(Stored items)
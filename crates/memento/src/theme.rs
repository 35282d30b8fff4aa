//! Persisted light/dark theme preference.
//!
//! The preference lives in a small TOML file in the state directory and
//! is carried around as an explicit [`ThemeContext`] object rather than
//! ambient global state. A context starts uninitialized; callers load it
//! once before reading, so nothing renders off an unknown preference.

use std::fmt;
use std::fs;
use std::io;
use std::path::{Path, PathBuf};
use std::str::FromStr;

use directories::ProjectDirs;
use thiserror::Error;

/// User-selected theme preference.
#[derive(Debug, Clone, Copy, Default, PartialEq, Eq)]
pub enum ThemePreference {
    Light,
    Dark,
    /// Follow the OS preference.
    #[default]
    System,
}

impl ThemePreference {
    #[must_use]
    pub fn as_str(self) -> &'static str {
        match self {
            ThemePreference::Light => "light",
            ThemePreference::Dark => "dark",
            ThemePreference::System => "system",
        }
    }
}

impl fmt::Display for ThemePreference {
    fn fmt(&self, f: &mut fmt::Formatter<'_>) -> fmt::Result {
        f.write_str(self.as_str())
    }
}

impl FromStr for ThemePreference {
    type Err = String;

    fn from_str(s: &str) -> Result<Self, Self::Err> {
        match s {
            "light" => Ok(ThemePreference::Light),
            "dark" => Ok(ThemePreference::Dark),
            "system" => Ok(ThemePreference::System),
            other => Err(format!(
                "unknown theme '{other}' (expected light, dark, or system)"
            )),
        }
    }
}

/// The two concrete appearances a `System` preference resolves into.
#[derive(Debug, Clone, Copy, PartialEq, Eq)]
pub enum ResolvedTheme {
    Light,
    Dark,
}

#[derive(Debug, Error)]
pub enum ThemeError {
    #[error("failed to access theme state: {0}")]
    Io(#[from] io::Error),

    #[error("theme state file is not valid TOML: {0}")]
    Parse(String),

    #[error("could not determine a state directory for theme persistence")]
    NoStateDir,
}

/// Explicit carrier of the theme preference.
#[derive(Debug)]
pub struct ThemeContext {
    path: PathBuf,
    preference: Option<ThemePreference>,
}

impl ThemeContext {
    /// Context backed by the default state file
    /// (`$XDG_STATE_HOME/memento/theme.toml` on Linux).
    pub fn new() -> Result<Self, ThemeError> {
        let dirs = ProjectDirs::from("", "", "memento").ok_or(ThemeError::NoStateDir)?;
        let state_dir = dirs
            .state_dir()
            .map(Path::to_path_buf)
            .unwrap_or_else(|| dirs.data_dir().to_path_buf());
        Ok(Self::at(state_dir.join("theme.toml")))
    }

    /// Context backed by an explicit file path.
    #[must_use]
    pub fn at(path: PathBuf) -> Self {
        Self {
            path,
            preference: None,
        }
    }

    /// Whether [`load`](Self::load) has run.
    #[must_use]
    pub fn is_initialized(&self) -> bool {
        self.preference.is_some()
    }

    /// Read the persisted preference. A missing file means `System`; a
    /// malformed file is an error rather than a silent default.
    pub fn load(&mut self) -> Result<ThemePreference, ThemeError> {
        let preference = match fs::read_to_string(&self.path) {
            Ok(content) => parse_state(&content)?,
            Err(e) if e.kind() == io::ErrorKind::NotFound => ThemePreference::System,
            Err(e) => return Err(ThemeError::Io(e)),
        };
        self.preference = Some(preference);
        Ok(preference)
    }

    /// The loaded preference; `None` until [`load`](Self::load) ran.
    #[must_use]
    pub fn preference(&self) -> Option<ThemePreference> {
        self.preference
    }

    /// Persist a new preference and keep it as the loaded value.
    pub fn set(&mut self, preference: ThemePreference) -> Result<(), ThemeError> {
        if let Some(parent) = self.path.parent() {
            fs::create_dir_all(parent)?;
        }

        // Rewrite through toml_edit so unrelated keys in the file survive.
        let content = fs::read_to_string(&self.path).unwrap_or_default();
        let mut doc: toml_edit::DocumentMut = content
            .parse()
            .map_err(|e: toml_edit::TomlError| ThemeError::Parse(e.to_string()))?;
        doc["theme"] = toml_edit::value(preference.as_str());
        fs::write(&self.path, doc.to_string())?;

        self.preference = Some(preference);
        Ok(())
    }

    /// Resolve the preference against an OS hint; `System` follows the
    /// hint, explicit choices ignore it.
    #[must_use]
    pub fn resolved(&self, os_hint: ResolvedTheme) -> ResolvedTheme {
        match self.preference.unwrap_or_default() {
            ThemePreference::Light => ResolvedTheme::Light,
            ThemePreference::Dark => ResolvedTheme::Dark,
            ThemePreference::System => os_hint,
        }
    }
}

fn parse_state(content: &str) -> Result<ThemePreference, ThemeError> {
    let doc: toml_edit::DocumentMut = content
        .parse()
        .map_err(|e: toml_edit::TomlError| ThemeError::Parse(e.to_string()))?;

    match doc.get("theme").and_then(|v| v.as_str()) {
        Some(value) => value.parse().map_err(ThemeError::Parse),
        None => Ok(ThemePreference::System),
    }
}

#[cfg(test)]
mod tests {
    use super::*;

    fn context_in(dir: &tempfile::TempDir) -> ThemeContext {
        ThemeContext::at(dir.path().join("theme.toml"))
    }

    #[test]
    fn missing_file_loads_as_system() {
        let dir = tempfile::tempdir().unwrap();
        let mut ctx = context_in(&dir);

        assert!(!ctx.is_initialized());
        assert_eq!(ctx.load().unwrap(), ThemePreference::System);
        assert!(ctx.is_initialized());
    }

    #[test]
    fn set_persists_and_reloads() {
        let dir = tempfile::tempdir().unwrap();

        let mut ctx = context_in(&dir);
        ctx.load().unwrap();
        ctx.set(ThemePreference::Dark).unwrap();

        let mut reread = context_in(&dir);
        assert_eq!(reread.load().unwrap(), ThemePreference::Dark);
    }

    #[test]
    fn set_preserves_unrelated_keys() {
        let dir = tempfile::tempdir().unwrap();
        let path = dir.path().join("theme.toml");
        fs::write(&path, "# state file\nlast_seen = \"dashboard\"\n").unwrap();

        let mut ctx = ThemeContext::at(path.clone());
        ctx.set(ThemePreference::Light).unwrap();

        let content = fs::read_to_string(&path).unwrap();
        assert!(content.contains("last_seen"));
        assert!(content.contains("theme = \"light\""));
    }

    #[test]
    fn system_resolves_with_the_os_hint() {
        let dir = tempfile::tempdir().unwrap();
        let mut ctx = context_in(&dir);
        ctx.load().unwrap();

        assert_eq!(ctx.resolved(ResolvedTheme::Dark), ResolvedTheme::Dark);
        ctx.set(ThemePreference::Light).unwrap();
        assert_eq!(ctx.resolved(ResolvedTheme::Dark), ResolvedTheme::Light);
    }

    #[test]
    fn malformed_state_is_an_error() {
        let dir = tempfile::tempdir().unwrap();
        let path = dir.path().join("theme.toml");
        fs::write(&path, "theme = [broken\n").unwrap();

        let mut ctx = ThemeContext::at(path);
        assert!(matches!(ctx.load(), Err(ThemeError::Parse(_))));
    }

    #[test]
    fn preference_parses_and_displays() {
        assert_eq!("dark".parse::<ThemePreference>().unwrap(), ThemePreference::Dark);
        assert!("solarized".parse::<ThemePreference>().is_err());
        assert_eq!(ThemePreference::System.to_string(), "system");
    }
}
* * *
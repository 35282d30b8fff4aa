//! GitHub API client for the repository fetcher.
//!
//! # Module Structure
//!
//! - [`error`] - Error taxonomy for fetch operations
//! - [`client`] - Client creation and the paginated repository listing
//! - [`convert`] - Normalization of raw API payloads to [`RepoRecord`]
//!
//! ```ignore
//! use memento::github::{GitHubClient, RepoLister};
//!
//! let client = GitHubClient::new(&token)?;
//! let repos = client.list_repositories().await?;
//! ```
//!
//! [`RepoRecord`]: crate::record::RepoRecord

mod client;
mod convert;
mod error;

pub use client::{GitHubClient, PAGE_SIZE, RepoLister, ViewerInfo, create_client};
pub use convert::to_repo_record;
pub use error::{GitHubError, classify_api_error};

> _What is expected_:
Look through the entries above; copy every line holding the string "than".

> _Exercise output_:
//! is carried around as an explicit [`ThemeContext`] object rather than
    /// malformed file is an error rather than a silent default.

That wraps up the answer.